(Stored data)
-- Opening Marker --
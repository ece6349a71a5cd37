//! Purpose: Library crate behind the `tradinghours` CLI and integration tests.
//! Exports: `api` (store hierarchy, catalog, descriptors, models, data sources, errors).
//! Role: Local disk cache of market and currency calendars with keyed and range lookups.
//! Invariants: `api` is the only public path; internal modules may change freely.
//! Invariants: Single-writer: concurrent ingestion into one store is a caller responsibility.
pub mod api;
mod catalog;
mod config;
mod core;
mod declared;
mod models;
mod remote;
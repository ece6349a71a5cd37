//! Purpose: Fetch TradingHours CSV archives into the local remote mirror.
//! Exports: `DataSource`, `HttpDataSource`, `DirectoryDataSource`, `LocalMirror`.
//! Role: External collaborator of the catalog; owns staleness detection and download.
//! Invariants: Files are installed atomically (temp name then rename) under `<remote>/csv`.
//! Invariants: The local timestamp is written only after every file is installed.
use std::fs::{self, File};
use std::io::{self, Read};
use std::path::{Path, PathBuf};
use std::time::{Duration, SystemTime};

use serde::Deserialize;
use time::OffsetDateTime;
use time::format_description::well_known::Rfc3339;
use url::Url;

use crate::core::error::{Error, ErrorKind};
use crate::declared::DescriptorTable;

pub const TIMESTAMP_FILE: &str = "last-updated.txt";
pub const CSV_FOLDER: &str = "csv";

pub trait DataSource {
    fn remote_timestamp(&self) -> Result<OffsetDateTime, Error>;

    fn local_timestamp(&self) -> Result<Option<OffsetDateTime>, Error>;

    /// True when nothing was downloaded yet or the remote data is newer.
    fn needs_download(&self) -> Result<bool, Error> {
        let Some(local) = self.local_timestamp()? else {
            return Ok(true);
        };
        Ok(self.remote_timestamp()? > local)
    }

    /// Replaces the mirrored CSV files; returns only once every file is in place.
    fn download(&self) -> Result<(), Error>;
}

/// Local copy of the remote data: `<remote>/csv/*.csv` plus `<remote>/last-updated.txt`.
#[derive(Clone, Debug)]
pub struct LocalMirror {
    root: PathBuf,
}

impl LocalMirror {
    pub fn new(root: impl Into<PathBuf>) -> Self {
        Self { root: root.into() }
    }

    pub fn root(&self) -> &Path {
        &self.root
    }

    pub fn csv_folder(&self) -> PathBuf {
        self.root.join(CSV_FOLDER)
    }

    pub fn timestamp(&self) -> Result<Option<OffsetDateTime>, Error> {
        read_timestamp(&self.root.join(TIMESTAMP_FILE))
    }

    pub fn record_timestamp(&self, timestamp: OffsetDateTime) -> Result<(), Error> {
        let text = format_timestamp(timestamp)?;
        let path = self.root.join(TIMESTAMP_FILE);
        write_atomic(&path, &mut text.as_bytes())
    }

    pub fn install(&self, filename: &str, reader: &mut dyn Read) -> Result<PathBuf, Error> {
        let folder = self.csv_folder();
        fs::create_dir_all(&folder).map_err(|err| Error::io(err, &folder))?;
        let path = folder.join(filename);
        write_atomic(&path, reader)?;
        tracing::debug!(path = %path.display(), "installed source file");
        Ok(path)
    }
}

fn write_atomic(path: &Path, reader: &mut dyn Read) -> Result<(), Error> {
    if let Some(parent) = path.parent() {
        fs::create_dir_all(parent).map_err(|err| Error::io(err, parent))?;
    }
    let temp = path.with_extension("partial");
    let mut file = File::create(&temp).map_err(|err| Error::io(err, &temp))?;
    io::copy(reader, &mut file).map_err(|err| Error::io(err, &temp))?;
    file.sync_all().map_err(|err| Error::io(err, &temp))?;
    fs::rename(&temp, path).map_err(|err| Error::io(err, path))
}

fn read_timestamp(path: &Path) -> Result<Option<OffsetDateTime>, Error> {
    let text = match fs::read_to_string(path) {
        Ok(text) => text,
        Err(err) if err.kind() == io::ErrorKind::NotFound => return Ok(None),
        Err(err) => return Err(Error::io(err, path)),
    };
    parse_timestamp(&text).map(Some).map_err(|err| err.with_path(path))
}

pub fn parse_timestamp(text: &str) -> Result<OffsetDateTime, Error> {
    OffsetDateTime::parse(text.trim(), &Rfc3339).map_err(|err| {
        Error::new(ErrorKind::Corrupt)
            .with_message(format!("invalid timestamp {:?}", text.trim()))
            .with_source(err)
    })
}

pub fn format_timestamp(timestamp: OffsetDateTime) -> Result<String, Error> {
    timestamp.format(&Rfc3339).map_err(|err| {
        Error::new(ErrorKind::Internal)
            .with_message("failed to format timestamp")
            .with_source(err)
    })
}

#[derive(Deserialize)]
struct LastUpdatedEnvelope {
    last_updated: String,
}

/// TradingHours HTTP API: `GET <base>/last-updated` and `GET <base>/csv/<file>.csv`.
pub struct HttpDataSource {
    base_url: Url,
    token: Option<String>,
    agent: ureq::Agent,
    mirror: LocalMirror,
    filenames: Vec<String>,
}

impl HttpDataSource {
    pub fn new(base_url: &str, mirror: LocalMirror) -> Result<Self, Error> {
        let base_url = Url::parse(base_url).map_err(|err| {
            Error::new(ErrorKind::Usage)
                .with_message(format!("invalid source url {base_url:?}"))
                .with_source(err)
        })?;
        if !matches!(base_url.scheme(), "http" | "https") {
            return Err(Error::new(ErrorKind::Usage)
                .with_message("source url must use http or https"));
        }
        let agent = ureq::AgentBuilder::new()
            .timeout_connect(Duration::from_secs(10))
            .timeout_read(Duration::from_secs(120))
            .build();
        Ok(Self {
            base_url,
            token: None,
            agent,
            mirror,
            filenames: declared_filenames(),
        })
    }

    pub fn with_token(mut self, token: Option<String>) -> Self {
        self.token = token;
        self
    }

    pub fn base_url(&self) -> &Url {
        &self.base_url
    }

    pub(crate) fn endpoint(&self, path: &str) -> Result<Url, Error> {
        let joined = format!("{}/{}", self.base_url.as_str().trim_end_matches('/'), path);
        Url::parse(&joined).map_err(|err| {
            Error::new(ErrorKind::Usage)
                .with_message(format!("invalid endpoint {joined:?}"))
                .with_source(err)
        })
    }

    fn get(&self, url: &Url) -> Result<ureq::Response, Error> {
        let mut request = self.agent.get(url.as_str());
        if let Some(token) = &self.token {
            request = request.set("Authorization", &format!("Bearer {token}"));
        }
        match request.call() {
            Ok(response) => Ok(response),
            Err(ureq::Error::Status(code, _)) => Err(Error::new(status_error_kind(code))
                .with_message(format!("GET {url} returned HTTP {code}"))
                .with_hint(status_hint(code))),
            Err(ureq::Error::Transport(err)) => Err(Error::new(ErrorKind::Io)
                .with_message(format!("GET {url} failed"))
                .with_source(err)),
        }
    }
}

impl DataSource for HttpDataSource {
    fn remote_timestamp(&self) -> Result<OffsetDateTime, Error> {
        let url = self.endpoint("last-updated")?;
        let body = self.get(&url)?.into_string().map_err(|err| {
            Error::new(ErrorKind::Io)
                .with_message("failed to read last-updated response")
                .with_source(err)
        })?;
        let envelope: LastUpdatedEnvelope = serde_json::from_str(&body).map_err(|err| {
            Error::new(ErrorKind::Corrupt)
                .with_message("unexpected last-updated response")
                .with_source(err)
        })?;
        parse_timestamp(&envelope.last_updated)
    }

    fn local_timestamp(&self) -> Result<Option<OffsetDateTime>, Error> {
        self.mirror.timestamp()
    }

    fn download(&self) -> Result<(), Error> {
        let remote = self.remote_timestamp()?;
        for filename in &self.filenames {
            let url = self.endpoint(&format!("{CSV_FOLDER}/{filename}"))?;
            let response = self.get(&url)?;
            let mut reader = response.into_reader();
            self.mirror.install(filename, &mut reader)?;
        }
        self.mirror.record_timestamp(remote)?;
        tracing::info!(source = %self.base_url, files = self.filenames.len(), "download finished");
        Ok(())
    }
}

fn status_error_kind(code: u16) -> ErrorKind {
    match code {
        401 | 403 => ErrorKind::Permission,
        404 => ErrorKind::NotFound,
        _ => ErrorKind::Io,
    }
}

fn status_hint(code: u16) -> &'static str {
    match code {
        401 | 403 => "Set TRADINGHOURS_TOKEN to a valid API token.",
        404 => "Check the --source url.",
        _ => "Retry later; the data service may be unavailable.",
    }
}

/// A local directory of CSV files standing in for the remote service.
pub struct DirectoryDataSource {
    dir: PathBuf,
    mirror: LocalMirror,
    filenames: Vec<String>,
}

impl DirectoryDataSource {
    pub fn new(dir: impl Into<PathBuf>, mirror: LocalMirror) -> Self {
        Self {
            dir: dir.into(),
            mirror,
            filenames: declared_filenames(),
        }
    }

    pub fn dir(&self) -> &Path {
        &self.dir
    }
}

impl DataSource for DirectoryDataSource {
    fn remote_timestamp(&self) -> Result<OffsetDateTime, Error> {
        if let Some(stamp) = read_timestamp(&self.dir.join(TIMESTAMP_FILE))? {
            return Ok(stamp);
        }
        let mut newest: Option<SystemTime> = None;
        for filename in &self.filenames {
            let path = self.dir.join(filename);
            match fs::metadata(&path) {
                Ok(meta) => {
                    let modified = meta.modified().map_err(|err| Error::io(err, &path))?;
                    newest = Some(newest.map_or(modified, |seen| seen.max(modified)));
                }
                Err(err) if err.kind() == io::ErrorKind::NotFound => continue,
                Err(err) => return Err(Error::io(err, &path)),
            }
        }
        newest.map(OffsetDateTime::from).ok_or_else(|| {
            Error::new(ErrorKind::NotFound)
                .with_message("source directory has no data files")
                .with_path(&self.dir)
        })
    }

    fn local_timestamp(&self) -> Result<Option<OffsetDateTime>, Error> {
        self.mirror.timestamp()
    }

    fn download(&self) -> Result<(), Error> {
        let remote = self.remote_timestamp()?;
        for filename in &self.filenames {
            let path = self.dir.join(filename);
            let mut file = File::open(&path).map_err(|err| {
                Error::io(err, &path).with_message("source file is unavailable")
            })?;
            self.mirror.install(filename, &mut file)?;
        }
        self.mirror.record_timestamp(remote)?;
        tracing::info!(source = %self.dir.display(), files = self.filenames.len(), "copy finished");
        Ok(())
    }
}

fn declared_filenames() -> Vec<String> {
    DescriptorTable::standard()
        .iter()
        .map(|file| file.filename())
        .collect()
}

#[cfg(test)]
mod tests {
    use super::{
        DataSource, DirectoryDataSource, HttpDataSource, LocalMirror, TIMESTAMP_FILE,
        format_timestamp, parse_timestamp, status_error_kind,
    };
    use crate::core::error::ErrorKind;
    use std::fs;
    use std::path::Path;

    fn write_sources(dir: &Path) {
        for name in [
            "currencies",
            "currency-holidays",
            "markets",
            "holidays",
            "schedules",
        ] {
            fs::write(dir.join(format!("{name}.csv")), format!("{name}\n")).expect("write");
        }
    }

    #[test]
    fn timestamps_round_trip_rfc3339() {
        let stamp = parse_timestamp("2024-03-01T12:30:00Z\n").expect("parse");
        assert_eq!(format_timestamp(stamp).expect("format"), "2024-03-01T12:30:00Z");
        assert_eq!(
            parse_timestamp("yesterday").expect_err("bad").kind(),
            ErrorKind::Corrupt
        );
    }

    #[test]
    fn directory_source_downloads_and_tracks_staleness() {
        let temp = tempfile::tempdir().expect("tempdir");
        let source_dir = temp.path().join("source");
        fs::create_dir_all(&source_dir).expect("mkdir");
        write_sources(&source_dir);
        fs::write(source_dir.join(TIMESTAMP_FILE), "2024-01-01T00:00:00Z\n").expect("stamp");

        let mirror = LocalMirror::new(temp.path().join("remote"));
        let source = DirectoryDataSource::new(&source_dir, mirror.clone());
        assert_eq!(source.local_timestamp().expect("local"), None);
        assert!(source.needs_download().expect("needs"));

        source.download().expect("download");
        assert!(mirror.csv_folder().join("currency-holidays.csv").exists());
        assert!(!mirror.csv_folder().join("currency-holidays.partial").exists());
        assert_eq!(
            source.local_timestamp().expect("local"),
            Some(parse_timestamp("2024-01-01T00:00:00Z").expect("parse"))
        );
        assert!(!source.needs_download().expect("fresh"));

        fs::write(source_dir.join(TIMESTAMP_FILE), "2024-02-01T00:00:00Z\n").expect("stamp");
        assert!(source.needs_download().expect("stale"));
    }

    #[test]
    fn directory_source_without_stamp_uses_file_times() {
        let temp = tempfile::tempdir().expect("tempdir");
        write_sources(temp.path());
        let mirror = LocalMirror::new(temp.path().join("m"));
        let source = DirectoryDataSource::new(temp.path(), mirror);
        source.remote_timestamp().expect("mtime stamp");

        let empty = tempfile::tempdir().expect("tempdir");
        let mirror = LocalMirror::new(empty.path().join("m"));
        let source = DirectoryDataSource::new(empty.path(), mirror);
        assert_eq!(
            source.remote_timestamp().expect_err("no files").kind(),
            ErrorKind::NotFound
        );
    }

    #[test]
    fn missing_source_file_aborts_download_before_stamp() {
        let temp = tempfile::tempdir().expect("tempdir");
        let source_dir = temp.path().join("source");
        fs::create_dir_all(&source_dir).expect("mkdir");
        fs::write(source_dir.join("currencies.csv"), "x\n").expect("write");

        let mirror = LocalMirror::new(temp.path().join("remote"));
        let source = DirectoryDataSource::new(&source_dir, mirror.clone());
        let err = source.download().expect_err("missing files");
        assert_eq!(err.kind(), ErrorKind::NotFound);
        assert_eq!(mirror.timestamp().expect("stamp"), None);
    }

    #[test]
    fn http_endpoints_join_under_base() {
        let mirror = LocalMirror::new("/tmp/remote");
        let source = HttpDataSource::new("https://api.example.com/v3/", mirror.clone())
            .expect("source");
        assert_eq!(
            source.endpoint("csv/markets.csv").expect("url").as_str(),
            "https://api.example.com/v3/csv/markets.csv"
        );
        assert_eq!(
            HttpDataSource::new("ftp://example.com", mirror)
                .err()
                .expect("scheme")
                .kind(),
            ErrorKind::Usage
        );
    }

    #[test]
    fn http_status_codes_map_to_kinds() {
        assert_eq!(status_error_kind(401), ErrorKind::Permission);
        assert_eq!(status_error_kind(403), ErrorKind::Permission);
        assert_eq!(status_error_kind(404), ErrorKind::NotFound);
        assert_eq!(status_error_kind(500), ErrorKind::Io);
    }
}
-- Closing Marker --
-- Opening Marker --
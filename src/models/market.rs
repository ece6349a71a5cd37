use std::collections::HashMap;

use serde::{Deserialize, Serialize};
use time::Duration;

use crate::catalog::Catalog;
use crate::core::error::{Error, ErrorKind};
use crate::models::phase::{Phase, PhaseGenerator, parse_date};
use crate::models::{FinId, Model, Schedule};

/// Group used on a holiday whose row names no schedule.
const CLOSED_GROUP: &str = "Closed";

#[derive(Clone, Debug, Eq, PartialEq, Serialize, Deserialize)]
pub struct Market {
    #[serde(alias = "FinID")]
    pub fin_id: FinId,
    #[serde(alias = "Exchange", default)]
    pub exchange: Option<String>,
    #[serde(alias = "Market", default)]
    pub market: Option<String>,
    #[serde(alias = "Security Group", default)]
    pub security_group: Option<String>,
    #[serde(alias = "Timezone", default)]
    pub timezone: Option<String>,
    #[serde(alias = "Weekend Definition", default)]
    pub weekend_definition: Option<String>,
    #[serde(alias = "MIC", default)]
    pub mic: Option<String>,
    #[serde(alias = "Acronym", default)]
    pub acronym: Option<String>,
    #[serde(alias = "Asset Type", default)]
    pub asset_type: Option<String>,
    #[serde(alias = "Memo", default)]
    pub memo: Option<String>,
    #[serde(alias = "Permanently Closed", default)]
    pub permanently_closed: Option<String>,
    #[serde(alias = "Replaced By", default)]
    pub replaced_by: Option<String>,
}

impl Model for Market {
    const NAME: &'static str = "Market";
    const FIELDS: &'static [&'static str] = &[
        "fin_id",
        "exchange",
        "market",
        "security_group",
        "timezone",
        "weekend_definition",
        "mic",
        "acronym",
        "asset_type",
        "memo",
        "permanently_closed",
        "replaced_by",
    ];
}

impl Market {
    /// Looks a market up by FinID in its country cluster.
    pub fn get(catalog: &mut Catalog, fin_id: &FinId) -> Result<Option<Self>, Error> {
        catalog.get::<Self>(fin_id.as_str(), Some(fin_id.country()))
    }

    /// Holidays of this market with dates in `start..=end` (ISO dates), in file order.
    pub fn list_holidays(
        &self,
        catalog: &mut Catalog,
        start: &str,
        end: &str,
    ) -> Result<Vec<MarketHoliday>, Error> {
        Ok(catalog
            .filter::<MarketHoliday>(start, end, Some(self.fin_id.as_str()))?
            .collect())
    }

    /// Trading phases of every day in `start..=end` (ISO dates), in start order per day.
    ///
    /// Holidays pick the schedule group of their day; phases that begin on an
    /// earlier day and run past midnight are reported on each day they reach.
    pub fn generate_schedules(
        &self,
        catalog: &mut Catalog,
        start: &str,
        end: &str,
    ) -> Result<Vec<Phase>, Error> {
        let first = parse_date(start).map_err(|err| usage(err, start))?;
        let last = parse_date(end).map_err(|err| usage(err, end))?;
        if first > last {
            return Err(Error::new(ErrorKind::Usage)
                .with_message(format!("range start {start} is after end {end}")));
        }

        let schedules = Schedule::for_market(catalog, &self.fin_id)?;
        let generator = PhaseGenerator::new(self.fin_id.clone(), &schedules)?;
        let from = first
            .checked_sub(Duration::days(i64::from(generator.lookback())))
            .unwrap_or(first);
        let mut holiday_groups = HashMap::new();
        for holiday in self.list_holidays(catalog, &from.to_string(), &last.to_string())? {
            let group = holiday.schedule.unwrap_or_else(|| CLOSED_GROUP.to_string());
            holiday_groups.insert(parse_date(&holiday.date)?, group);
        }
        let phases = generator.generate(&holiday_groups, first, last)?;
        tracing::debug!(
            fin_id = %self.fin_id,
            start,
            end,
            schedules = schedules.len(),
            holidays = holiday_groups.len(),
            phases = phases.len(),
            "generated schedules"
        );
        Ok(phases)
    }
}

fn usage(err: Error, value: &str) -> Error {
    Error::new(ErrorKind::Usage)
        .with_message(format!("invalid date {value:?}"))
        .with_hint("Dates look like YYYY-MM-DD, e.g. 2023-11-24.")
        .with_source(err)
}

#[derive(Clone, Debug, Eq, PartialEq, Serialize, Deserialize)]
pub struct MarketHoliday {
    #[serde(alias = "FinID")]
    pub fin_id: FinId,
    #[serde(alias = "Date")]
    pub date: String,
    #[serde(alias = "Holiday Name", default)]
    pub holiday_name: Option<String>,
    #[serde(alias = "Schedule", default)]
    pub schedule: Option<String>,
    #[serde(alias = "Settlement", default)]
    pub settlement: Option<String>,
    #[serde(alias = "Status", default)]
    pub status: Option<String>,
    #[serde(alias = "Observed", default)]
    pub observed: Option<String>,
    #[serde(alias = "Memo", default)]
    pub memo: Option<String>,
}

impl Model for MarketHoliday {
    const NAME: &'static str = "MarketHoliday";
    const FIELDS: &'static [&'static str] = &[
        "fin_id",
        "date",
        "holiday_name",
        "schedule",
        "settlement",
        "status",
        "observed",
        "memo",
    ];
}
-- Closing Marker --
-- Opening Marker --
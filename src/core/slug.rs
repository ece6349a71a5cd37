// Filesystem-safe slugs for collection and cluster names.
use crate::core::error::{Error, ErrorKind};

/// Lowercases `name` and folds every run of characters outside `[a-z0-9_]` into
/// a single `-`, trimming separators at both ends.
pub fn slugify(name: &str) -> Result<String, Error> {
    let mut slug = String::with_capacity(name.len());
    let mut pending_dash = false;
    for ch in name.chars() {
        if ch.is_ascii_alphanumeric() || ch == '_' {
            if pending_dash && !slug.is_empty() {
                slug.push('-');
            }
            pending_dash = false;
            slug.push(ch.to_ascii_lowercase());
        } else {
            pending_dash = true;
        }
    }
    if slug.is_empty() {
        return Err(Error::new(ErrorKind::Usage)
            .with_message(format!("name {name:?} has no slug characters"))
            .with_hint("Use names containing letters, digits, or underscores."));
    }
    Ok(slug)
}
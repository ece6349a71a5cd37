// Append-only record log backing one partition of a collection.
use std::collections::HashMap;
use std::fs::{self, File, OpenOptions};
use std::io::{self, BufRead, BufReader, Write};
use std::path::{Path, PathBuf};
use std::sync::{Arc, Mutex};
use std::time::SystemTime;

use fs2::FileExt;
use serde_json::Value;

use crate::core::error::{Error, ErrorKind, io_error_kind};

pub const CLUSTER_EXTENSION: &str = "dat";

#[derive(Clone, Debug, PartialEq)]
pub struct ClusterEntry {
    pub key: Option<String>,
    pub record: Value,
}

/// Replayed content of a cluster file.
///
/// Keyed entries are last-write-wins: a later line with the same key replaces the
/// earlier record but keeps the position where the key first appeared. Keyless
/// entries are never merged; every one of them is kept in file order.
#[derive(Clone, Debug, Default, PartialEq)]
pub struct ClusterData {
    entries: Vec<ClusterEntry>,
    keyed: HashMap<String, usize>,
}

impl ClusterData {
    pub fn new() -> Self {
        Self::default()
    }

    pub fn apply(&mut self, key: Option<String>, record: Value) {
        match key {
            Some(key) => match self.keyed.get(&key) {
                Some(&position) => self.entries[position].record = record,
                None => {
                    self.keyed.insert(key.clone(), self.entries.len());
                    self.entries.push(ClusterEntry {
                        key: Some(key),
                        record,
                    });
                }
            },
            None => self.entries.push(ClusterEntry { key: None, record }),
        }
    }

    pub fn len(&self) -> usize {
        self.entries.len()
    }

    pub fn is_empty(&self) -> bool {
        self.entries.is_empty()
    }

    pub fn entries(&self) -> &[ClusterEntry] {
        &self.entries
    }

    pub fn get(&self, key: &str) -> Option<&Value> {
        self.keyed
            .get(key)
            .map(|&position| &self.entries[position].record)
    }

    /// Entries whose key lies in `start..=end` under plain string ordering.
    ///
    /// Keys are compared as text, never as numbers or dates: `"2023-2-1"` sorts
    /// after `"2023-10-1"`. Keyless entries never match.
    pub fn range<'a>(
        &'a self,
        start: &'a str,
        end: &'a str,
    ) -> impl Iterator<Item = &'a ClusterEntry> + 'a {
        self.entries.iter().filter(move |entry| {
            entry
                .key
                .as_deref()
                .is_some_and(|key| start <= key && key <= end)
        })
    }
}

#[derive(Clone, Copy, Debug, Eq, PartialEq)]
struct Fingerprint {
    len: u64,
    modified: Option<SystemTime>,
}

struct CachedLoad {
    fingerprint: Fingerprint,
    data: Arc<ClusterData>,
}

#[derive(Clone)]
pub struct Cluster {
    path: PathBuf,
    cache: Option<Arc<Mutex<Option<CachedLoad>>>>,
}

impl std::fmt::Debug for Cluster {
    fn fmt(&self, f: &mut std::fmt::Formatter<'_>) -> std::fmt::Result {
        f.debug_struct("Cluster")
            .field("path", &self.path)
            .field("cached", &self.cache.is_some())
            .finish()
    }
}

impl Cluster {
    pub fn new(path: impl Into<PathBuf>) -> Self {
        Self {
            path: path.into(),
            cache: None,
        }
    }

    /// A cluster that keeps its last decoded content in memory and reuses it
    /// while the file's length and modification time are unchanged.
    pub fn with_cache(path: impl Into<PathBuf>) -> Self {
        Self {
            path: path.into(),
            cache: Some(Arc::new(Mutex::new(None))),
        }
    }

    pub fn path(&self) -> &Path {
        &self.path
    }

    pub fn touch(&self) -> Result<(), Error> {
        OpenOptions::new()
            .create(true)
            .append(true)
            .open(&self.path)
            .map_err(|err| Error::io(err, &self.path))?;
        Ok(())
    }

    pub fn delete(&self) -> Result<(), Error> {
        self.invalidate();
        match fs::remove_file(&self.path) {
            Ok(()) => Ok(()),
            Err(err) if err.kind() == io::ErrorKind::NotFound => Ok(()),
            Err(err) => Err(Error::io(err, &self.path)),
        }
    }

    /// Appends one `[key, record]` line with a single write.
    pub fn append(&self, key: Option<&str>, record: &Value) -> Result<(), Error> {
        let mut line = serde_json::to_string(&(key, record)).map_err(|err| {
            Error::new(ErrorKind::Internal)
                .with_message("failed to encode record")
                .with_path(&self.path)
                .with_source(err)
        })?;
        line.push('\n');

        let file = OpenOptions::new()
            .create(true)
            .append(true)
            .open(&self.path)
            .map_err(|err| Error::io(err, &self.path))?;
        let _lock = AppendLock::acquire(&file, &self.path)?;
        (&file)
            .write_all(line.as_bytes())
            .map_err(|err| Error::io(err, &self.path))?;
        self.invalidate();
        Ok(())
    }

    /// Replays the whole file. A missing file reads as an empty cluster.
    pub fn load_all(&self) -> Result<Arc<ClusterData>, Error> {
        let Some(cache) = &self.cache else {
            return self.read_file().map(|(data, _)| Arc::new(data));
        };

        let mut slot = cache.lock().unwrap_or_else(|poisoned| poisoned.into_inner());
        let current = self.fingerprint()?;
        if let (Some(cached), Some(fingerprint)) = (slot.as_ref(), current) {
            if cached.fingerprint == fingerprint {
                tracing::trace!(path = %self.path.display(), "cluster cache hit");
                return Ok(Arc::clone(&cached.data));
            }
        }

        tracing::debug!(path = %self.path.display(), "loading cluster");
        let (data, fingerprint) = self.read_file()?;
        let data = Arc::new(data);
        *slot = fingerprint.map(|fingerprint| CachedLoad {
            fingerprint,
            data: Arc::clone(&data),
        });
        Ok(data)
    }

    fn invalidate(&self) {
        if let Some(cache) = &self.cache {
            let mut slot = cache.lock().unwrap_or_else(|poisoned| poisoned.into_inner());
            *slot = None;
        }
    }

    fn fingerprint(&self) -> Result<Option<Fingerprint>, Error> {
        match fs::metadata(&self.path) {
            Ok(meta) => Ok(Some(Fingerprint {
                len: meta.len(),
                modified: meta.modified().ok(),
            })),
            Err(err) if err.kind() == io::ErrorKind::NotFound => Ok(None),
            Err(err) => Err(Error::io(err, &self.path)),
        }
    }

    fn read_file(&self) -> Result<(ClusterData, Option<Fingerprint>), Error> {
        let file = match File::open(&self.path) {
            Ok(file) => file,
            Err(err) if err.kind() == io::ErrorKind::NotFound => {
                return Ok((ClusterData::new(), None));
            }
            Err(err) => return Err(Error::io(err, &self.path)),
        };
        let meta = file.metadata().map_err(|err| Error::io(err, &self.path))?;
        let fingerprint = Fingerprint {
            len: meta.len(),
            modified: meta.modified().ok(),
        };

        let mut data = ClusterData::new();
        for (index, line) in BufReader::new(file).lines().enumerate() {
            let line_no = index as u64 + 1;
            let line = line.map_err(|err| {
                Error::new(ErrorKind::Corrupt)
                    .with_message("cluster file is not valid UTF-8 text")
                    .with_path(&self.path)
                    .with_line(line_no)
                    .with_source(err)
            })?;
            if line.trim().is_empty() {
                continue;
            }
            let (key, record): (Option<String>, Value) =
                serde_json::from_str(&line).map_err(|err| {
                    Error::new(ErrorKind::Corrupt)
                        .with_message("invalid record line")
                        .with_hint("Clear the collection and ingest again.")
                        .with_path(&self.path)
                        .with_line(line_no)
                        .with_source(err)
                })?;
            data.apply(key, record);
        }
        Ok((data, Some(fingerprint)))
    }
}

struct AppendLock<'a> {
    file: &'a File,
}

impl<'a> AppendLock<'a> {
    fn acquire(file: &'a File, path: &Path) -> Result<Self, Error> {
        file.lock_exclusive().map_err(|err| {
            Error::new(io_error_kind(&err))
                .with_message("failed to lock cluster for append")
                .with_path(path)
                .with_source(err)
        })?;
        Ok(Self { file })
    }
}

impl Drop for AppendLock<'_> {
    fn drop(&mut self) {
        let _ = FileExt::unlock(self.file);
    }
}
-- Closing Marker --
Report every line of the data above that contains the string "Purpose" by copying it in full.

▶ [Response]:
//! Purpose: Library crate behind the `tradinghours` CLI and integration tests.
//! Purpose: Fetch TradingHours CSV archives into the local remote mirror.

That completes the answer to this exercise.